Showdown im Brexit-Streit Wer will was im britischen Parlament?
Um den Brexit-Deal zu verabschieden, braucht Theresa May eine Mehrheit im Parlament. Bei einigen
Die britische Premierministerin Theresa May braucht 320 Stimmen im Parlament in London, damit ihr Brexit-Abkommen sicher ratifiziert wird. Grob gerechnet muss sie rund 115 Abgeordnete auf ihre Seite ziehen oder doppelt so viele zur Enthaltung bringen. Derzeit sehen die Verhältnisse im Unterhaus so aus:
Tory-Loyalisten (dafür): Mindestens 150 Abgeordnete aus der konservativen Fraktion gelten als absolut loyal. Sie haben neben ihrem Mandat Jobs in der Regierung und müssten sie abgeben, um gegen das Abkommen zu stimmen. 200 Tory-Abgeordnete haben sich in der Vertrauensabstimmung in der konservativen Fraktion im Dezember hinter Premierministerin Theresa May gestellt. Sie kann insgesamt wohl auf etwa 205 treue Parteifreunde hoffen.

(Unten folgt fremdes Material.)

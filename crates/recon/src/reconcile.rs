//! Per-group reconciliation.
//!
//! Each candidate group walks a small state machine:
//!
//! ```text
//! Unresolved ──► Create ──────────► Terminal
//!            ├─► Update{id} ──────► Terminal
//!            ├─► Delete{id?} ─────► Terminal
//!            └─► (lookup error) ──► Terminal
//! ```
//!
//! Every terminal transition records exactly one group-level event. Failures
//! are scoped to the group; the next group always runs.

use std::collections::BTreeSet;

use crate::diff::MembershipPolicy;
use crate::directory::Directory;
use crate::error::{GroupError, ResolveError};
use crate::group::{MemberRefs, StaticGroup};
use crate::model::CandidateGroup;
use crate::resolver::{EntityIndex, EntityMatch, GroupIndex};
use crate::tracker::{ChangeCategory, ChangeTracker};

#[derive(Debug, Clone, Copy, PartialEq, Eq, Default)]
pub struct ReconcileOptions {
    pub policy: MembershipPolicy,
    /// Delete every candidate group instead of creating / updating.
    pub delete_mode: bool,
    pub dry_run: bool,
    /// When a name matches several entities, prefer the single active one.
    pub active_only: bool,
}

#[derive(Debug, Clone, PartialEq, Eq)]
pub enum GroupState {
    Unresolved,
    Create,
    Update { identifier: String },
    Delete { identifier: Option<String> },
    Terminal,
}

pub struct GroupReconciler<'a, D: Directory + ?Sized> {
    directory: &'a D,
    options: ReconcileOptions,
    groups: &'a GroupIndex,
    entities: &'a EntityIndex,
    tracker: &'a mut ChangeTracker,
}

impl<'a, D: Directory + ?Sized> GroupReconciler<'a, D> {
    pub fn new(
        directory: &'a D,
        options: ReconcileOptions,
        groups: &'a GroupIndex,
        entities: &'a EntityIndex,
        tracker: &'a mut ChangeTracker,
    ) -> Self {
        Self { directory, options, groups, entities, tracker }
    }

    /// Classify a group against the remote index.
    pub fn entry_state(&self, group: &CandidateGroup) -> Result<GroupState, ResolveError> {
        let matches = self.groups.get_typed(&group.name, &group.entity_type);
        let identifier = match matches.as_slice() {
            [] => None,
            [only] => Some(only.identifier.clone()),
            many => {
                return Err(ResolveError::AmbiguousGroupName {
                    name: group.name.clone(),
                    matches: many.len(),
                })
            }
        };
        Ok(match (self.options.delete_mode, identifier) {
            (true, identifier) => GroupState::Delete { identifier },
            (false, None) => GroupState::Create,
            (false, Some(identifier)) => GroupState::Update { identifier },
        })
    }

    /// Drive one group to [`GroupState::Terminal`].
    pub fn reconcile(&mut self, group: &CandidateGroup) {
        let mut state = GroupState::Unresolved;
        loop {
            log::trace!("group '{}': {:?}", group.name, state);
            state = match state {
                GroupState::Unresolved => match self.entry_state(group) {
                    Ok(next) => next,
                    Err(e) => {
                        self.record_failure(group, &GroupError::from(e));
                        GroupState::Terminal
                    }
                },
                GroupState::Create => {
                    self.create(group);
                    GroupState::Terminal
                }
                GroupState::Update { identifier } => {
                    self.update(group, identifier);
                    GroupState::Terminal
                }
                GroupState::Delete { identifier } => {
                    self.delete(group, identifier);
                    GroupState::Terminal
                }
                GroupState::Terminal => break,
            };
        }
    }

    /// Map member names to identifiers through the entity index. Names that
    /// do not resolve to exactly one entity are reported and left out.
    fn resolve_members(&mut self, group: &CandidateGroup) -> BTreeSet<String> {
        let mut resolved = BTreeSet::new();
        for name in &group.members {
            let message = match self.entities.lookup(&group.entity_type, name, self.options.active_only) {
                EntityMatch::Found(id) => {
                    resolved.insert(id);
                    continue;
                }
                EntityMatch::Missing(a) => format!("Could not find {} {}", a.entity_type, a.name),
                EntityMatch::Ambiguous(a) => {
                    format!("More than one instance of {} {} found", a.entity_type, a.name)
                }
                EntityMatch::AmbiguousActive(a) => {
                    format!("More than one Active instance of {} {} found", a.entity_type, a.name)
                }
            };
            self.tracker.track(ChangeCategory::MissingEntity, &group.name, message);
        }
        resolved
    }

    fn handle(&self, group: &CandidateGroup, members: BTreeSet<String>) -> StaticGroup<'a, D> {
        let mut handle = StaticGroup::new(self.directory, &group.name, &group.entity_type);
        handle.members = members;
        handle
    }

    fn create(&mut self, group: &CandidateGroup) {
        let members = self.resolve_members(group);
        let mut handle = self.handle(group, members);
        match handle.add(MemberRefs::Identifiers, self.options.dry_run) {
            Ok(count) => self.tracker.track(
                ChangeCategory::Added,
                &group.name,
                format!("Added {} ({} {}s)", group.name, count, group.entity_type),
            ),
            Err(e) => self.record_failure(group, &e),
        }
    }

    fn update(&mut self, group: &CandidateGroup, identifier: String) {
        let members = self.resolve_members(group);
        let mut handle = self.handle(group, members).with_identifier(Some(identifier));
        match handle.update(self.options.policy, MemberRefs::Identifiers, self.options.dry_run) {
            Ok(eligible) if eligible.is_noop() => self.tracker.track(
                ChangeCategory::Skipped,
                &group.name,
                format!("{} is already up to date", group.name),
            ),
            Ok(eligible) => self.tracker.track(
                ChangeCategory::Updated,
                &group.name,
                format!("{} Updated ({})", group.name, self.options.policy.describe(&eligible)),
            ),
            Err(e) => self.record_failure(group, &e),
        }
    }

    fn delete(&mut self, group: &CandidateGroup, identifier: Option<String>) {
        let mut handle = self.handle(group, BTreeSet::new()).with_identifier(identifier);
        match handle.remove(self.options.dry_run) {
            Ok(()) => self.tracker.track(
                ChangeCategory::Deleted,
                &group.name,
                format!("Deleted {}", group.name),
            ),
            Err(e) => self.record_failure(group, &e),
        }
    }

    fn record_failure(&mut self, group: &CandidateGroup, error: &GroupError) {
        let message = if self.options.delete_mode {
            format!("Could not delete group. {error}")
        } else {
            format!("Could not add or update '{}'. {error}", group.name)
        };
        self.tracker.track(ChangeCategory::Error, &group.name, message);
    }
}

#[cfg(test)]
mod tests {
    use super::*;
    use crate::memory::{MemoryDirectory, Mutation};
    use crate::resolver::IdentityResolver;

    const VM: &str = "VirtualMachine";

    fn candidate(name: &str, members: &[&str]) -> CandidateGroup {
        CandidateGroup {
            name: name.into(),
            entity_type: VM.into(),
            members: members.iter().map(|s| s.to_string()).collect(),
        }
    }

    fn run_one(dir: &MemoryDirectory, options: ReconcileOptions, group: &CandidateGroup) -> ChangeTracker {
        let resolver = IdentityResolver::new(dir);
        let groups = resolver.index_groups().unwrap();
        let entities = resolver
            .index_entities(&BTreeSet::from([VM.to_string()]), true)
            .unwrap();
        let mut tracker = ChangeTracker::default();
        GroupReconciler::new(dir, options, &groups, &entities, &mut tracker).reconcile(group);
        tracker
    }

    fn messages(tracker: &ChangeTracker, category: ChangeCategory) -> Vec<String> {
        tracker
            .snapshot()
            .events(category)
            .iter()
            .map(|e| e.message.clone())
            .collect()
    }

    #[test]
    fn creates_missing_group() {
        let dir = MemoryDirectory::new();
        dir.add_entity(VM, "vm1");
        dir.add_entity(VM, "vm2");
        let tracker = run_one(&dir, ReconcileOptions::default(), &candidate("NY", &["vm1", "vm2"]));
        assert_eq!(messages(&tracker, ChangeCategory::Added), vec!["Added NY (2 VirtualMachines)"]);
        assert_eq!(dir.members_of("NY").unwrap().len(), 2);
    }

    #[test]
    fn missing_member_still_creates_group() {
        let dir = MemoryDirectory::new();
        dir.add_entity(VM, "vm1");
        let tracker = run_one(&dir, ReconcileOptions::default(), &candidate("NY", &["vm1", "ghost"]));
        assert_eq!(
            messages(&tracker, ChangeCategory::MissingEntity),
            vec!["Could not find VirtualMachine ghost"]
        );
        assert_eq!(messages(&tracker, ChangeCategory::Added), vec!["Added NY (1 VirtualMachines)"]);
    }

    #[test]
    fn ambiguous_member_is_reported() {
        let dir = MemoryDirectory::new();
        dir.add_entity(VM, "dup");
        dir.add_entity_with_state(VM, "dup", Some("INACTIVE"));
        let tracker = run_one(&dir, ReconcileOptions::default(), &candidate("NY", &["dup"]));
        assert_eq!(
            messages(&tracker, ChangeCategory::MissingEntity),
            vec!["More than one instance of VirtualMachine dup found"]
        );

        let options = ReconcileOptions { active_only: true, ..Default::default() };
        let dir2 = MemoryDirectory::new();
        let active = dir2.add_entity(VM, "dup");
        dir2.add_entity_with_state(VM, "dup", Some("INACTIVE"));
        let tracker = run_one(&dir2, options, &candidate("NY", &["dup"]));
        assert!(messages(&tracker, ChangeCategory::MissingEntity).is_empty());
        assert_eq!(dir2.members_of("NY").unwrap(), BTreeSet::from([active]));
    }

    #[test]
    fn up_to_date_group_is_skipped_without_writes() {
        let dir = MemoryDirectory::new();
        let vm1 = dir.add_entity(VM, "vm1");
        dir.seed_group("NY", VM, &[vm1]);
        let tracker = run_one(&dir, ReconcileOptions::default(), &candidate("NY", &["vm1"]));
        assert_eq!(messages(&tracker, ChangeCategory::Skipped), vec!["NY is already up to date"]);
        assert!(dir.mutations().is_empty());
    }

    #[test]
    fn update_message_lists_permitted_parts() {
        let dir = MemoryDirectory::new();
        let vm1 = dir.add_entity(VM, "vm1");
        dir.add_entity(VM, "vm2");
        dir.add_entity(VM, "vm3");
        dir.seed_group("NY", VM, &[vm1]);

        let tracker = run_one(&dir, ReconcileOptions::default(), &candidate("NY", &["vm2", "vm3"]));
        assert_eq!(
            messages(&tracker, ChangeCategory::Updated),
            vec!["NY Updated (1 removed 2 added)"]
        );

        let dir = MemoryDirectory::new();
        let vm1 = dir.add_entity(VM, "vm1");
        dir.add_entity(VM, "vm2");
        dir.seed_group("NY", VM, &[vm1.clone()]);
        let options = ReconcileOptions {
            policy: MembershipPolicy { allow_add: true, allow_remove: false },
            ..Default::default()
        };
        let tracker = run_one(&dir, options, &candidate("NY", &["vm2"]));
        assert_eq!(messages(&tracker, ChangeCategory::Updated), vec!["NY Updated (1 added)"]);
        assert!(dir.members_of("NY").unwrap().contains(&vm1));
    }

    #[test]
    fn suppressed_only_changes_count_as_skipped() {
        let dir = MemoryDirectory::new();
        let vm1 = dir.add_entity(VM, "vm1");
        dir.seed_group("NY", VM, &[vm1]);
        let options = ReconcileOptions {
            policy: MembershipPolicy { allow_add: true, allow_remove: false },
            ..Default::default()
        };
        let tracker = run_one(&dir, options, &candidate("NY", &[]));
        assert_eq!(messages(&tracker, ChangeCategory::Skipped).len(), 1);
        assert!(dir.mutations().is_empty());
    }

    #[test]
    fn duplicate_remote_groups_are_an_error() {
        let dir = MemoryDirectory::new();
        dir.seed_group("NY", VM, &[]);
        dir.seed_group("NY", VM, &[]);
        let tracker = run_one(&dir, ReconcileOptions::default(), &candidate("NY", &[]));
        assert_eq!(
            messages(&tracker, ChangeCategory::Error),
            vec!["Could not add or update 'NY'. found multiple groups matching name NY (2 matches)"]
        );
        assert!(dir.mutations().is_empty());
    }

    #[test]
    fn group_created_after_indexing_is_not_duplicated() {
        let dir = MemoryDirectory::new();
        dir.add_entity(VM, "vm1");
        let resolver = IdentityResolver::new(&dir);
        let groups = resolver.index_groups().unwrap();
        let entities = resolver
            .index_entities(&BTreeSet::from([VM.to_string()]), true)
            .unwrap();

        // Someone else creates the group between indexing and reconciling.
        let id = dir.seed_group("NY", VM, &[]);

        let mut tracker = ChangeTracker::default();
        GroupReconciler::new(&dir, ReconcileOptions::default(), &groups, &entities, &mut tracker)
            .reconcile(&candidate("NY", &["vm1"]));

        let errors = messages(&tracker, ChangeCategory::Error);
        assert_eq!(errors.len(), 1);
        assert!(errors[0].contains("already exists"), "{}", errors[0]);
        assert!(errors[0].contains(&id), "{}", errors[0]);
        assert!(messages(&tracker, ChangeCategory::Added).is_empty());
        assert!(!dir.mutations().iter().any(|m| matches!(m, Mutation::Create { .. })));
        assert_eq!(dir.group_count(), 1);
        assert!(dir.members_of("NY").unwrap().is_empty());
    }

    #[test]
    fn delete_mode() {
        let dir = MemoryDirectory::new();
        let id = dir.seed_group("NY", VM, &[]);
        let options = ReconcileOptions { delete_mode: true, ..Default::default() };

        let tracker = run_one(&dir, options, &candidate("NY", &[]));
        assert_eq!(messages(&tracker, ChangeCategory::Deleted), vec!["Deleted NY"]);
        assert_eq!(dir.mutations(), vec![Mutation::Delete { identifier: id }]);

        let tracker = run_one(&dir, options, &candidate("NY", &[]));
        assert_eq!(
            messages(&tracker, ChangeCategory::Error),
            vec!["Could not delete group. group 'NY' has no resolved uuid"]
        );
    }

    #[test]
    fn directory_failure_is_scoped_to_group() {
        let dir = MemoryDirectory::new();
        dir.add_entity(VM, "vm1");
        dir.fail_mutations_for("Bad");
        let resolver = IdentityResolver::new(&dir);
        let groups = resolver.index_groups().unwrap();
        let entities = resolver
            .index_entities(&BTreeSet::from([VM.to_string()]), true)
            .unwrap();
        let mut tracker = ChangeTracker::default();
        let mut reconciler =
            GroupReconciler::new(&dir, ReconcileOptions::default(), &groups, &entities, &mut tracker);
        reconciler.reconcile(&candidate("Bad", &["vm1"]));
        reconciler.reconcile(&candidate("Good", &["vm1"]));

        let snapshot = tracker.snapshot();
        assert_eq!(snapshot.total(ChangeCategory::Error), 1);
        assert_eq!(snapshot.total(ChangeCategory::Added), 1);
        assert!(snapshot.events(ChangeCategory::Error)[0]
            .message
            .contains("simulated failure for 'Bad'"));
    }
}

Konservative Brexit-Hardliner (dagegen): Bis zu 80 Mann stark ist die sogenannte European Research Group um den exzentrischen Hinterbänkler Jacob Rees-Mogg. Wie viele Parlamentarier aus dieser Gruppe auf jeden Fall mit Nein stimmen werden, ist unklar. May müsste den Großteil dieser Gruppe auf ihre Seite ziehen, um eine Chance zu haben. Dazu kommen etwa 20 unabhängige EU-Skeptiker.
Harter Brexit, weicher Brexit, Brexit ohne Abkommen – was ist was?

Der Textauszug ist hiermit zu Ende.